It was my birthday in 2008, and I wasn't happy. I was tired and lazy, sad and robotic; I was anything but me. I was constantly on the road, making bad food choices (I mean who is watching what you eat when you eat alone and in a hotel room four nights a week?), not exercising, becoming a very odd mixture of an introverted extrovert. It was during a grocery run for my typical Pumpkin Spice Latte birthday treat that I came across a Taekwondo school in the same shopping center. My parents enrolled me in martial arts as a child, and I remembered enjoying it immensely.
Maybe this was what I needed. Maybe I needed something I would really enjoy, something that would be mine - all about me. I walked in the door of that amazing school as "less than", and two years later I walked out with a new family, a new sense of self, self awareness, pride, strength, courage, and a smile. I took my black belt test on December 4th, I believe, and I moved on December 12th, 2010. I was excited for this new chapter in my life, but I was not excited to leave my dojang. It wasn't long before I started to feel a bit lost, overwhelmed, weighted again.
I had a blast over the next year and a half - making mistakes, making friends, having adventures, throwing myself full force into a life that would fully become mine over a few short months. I spent time eating wonderful foods, creating long and true friendships, loving my family with everything I had, working, and living. Unfortunately, as life does, you sometimes find yourself in a similar place to which you promised you wouldn't return. I was working out, sure, but I wasn't healthy. I realized, as I took a new job that kept me home, it was time to drink the kool-aid, again.

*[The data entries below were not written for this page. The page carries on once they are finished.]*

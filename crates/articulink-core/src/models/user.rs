use chrono::{DateTime, Utc};
use serde::{Deserialize, Deserializer, Serialize};

/// Role assigned when the server does not send one.
const DEFAULT_ROLE: &str = "user";

fn default_role() -> String {
    DEFAULT_ROLE.to_string()
}

/// The server may send `"role": null`; treat it like a missing role.
fn role_or_default<'de, D>(deserializer: D) -> Result<String, D::Error>
where
    D: Deserializer<'de>,
{
    Ok(Option::<String>::deserialize(deserializer)?.unwrap_or_else(default_role))
}

/// Account status as reported by the server.
#[derive(Debug, Clone, Copy, Default, PartialEq, Eq, Serialize, Deserialize)]
#[serde(rename_all = "lowercase")]
pub enum UserStatus {
    #[default]
    Active,
    Inactive,
}

/// Cached snapshot of the authenticated identity.
#[derive(Debug, Clone, PartialEq, Eq, Serialize, Deserialize)]
pub struct UserProfile {
    #[serde(alias = "_id")]
    pub id: String,
    pub email: String,
    #[serde(default)]
    pub first_name: Option<String>,
    #[serde(default)]
    pub last_name: Option<String>,
    #[serde(default = "default_role", deserialize_with = "role_or_default")]
    pub role: String,
    #[serde(rename = "profile_pic", default)]
    pub profile_picture_url: Option<String>,
    #[serde(default)]
    pub birthdate: Option<String>,
    #[serde(default)]
    pub gender: Option<String>,
    #[serde(default)]
    pub status: UserStatus,
    #[serde(default)]
    pub created_at: Option<DateTime<Utc>>,
    #[serde(default)]
    pub updated_at: Option<DateTime<Utc>>,
}

impl UserProfile {
    pub fn is_deactivated(&self) -> bool {
        self.status == UserStatus::Inactive
    }

    /// Display name, falling back to the email when no name is set.
    pub fn display_name(&self) -> String {
        let parts: Vec<&str> = [self.first_name.as_deref(), self.last_name.as_deref()]
            .into_iter()
            .flatten()
            .filter(|s| !s.trim().is_empty())
            .collect();
        if parts.is_empty() {
            self.email.clone()
        } else {
            parts.join(" ")
        }
    }

    /// Lowercase and trim the email in place.
    pub(crate) fn normalized(mut self) -> Self {
        self.email = normalize_email(&self.email);
        self
    }
}

/// Emails are unique and compared case-insensitively by the server.
pub fn normalize_email(email: &str) -> String {
    email.trim().to_lowercase()
}

// ============================================================================
// Request payloads
// ============================================================================

#[derive(Debug, Clone, Serialize)]
pub struct LoginRequest {
    pub email: String,
    pub password: String,
}

impl LoginRequest {
    pub fn new(email: &str, password: &str) -> Self {
        Self {
            email: normalize_email(email),
            password: password.trim().to_string(),
        }
    }
}

/// Fields accepted by `POST /auth/register`.
#[derive(Debug, Clone, Default, Serialize)]
pub struct RegisterRequest {
    pub email: String,
    pub password: String,
    pub first_name: String,
    pub last_name: String,
    #[serde(skip_serializing_if = "Option::is_none")]
    pub birthdate: Option<String>,
    #[serde(skip_serializing_if = "Option::is_none")]
    pub gender: Option<String>,
}

impl RegisterRequest {
    pub(crate) fn normalized(mut self) -> Self {
        self.email = normalize_email(&self.email);
        self.first_name = self.first_name.trim().to_string();
        self.last_name = self.last_name.trim().to_string();
        self
    }
}

/// Partial update for `PUT /auth/profile`. Unset fields are left untouched.
#[derive(Debug, Clone, Default, Serialize)]
pub struct ProfileUpdate {
    #[serde(skip_serializing_if = "Option::is_none")]
    pub first_name: Option<String>,
    #[serde(skip_serializing_if = "Option::is_none")]
    pub last_name: Option<String>,
    #[serde(skip_serializing_if = "Option::is_none")]
    pub birthdate: Option<String>,
    #[serde(skip_serializing_if = "Option::is_none")]
    pub gender: Option<String>,
}

impl ProfileUpdate {
    pub fn is_empty(&self) -> bool {
        self.first_name.is_none()
            && self.last_name.is_none()
            && self.birthdate.is_none()
            && self.gender.is_none()
    }
}

#[derive(Debug, Clone, Serialize)]
pub(crate) struct RefreshRequest<'a> {
    pub refresh_token: &'a str,
}

// ============================================================================
// Response payloads
// ============================================================================

/// Body of a successful `POST /auth/login`.
///
/// Older server builds return the user fields flat next to the token instead
/// of nesting them under `user`.
#[derive(Debug, Clone, Deserialize)]
pub struct LoginResponse {
    pub access_token: String,
    #[serde(default)]
    pub refresh_token: Option<String>,
    #[serde(default)]
    pub user: Option<UserProfile>,
    #[serde(default, alias = "_id")]
    id: Option<String>,
    #[serde(default)]
    first_name: Option<String>,
    #[serde(default)]
    last_name: Option<String>,
    #[serde(default)]
    role: Option<String>,
    #[serde(default)]
    profile_pic: Option<String>,
}

impl LoginResponse {
    /// The nested user when present, otherwise a minimal one built from the
    /// top-level fields and the email the caller logged in with.
    pub fn into_user(self, email: &str) -> UserProfile {
        if let Some(user) = self.user {
            return user.normalized();
        }
        UserProfile {
            id: self.id.unwrap_or_default(),
            email: normalize_email(email),
            first_name: self.first_name,
            last_name: self.last_name,
            role: self.role.unwrap_or_else(default_role),
            profile_picture_url: self.profile_pic,
            birthdate: None,
            gender: None,
            status: UserStatus::Active,
            created_at: None,
            updated_at: None,
        }
    }
}

/// Body of a successful `POST /auth/refresh`.
#[derive(Debug, Clone, Deserialize)]
pub struct RefreshResponse {
    pub access_token: String,
    #[serde(default)]
    pub refresh_token: Option<String>,
    #[serde(default)]
    pub user: Option<UserProfile>,
}

// ============================================================================
// Tests
// ============================================================================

I started Crossfit three months ago. I started to really understand food and my body. I started to get up at 5:30am to go through a tortuous and wonderful hour of sweat, cussing, and personal bests. It is amazing how happy this makes me - this taking care of myself. How crazy is it that we always think we need to "be in it" for someone else. SURE! Love someone, give to them, be supportive and available, but what about you? Don't you think you deserve some you time? When I walked into the dojang, I couldn't focus on anything but what I was doing. If I did, well, I would mess up or get kicked in the head - neither of which was appealing. I did Taekwondo for me. I did not do it for my relationship; I did not do it for my friends or family; I did not do it for work or school; I did this for me. The beautiful thing in this is that all of my accomplishments were also for me. What an amazingly healthy way to be selfish.
And so here I find myself in it for me, again, and I hope always. My accomplishments, changes, pushes, challenges, sweat, and all things that go along with Crossfit are all for me. It makes me a better friend, daughter, sister, aunt, girlfriend, employee, and doggie mom.
And so, all of that rambling leads to one point - be in it for you (at least once each day). Find that thing - whatever it may be - and go do it. If you aren't happy with who you are, do something about it, seriously. The choice really is yours, but I promise once you make it, it seems to matter much less what other people think and bad days seem less bad. After all, at the end of the day, you're making you happy and others are just adding to it.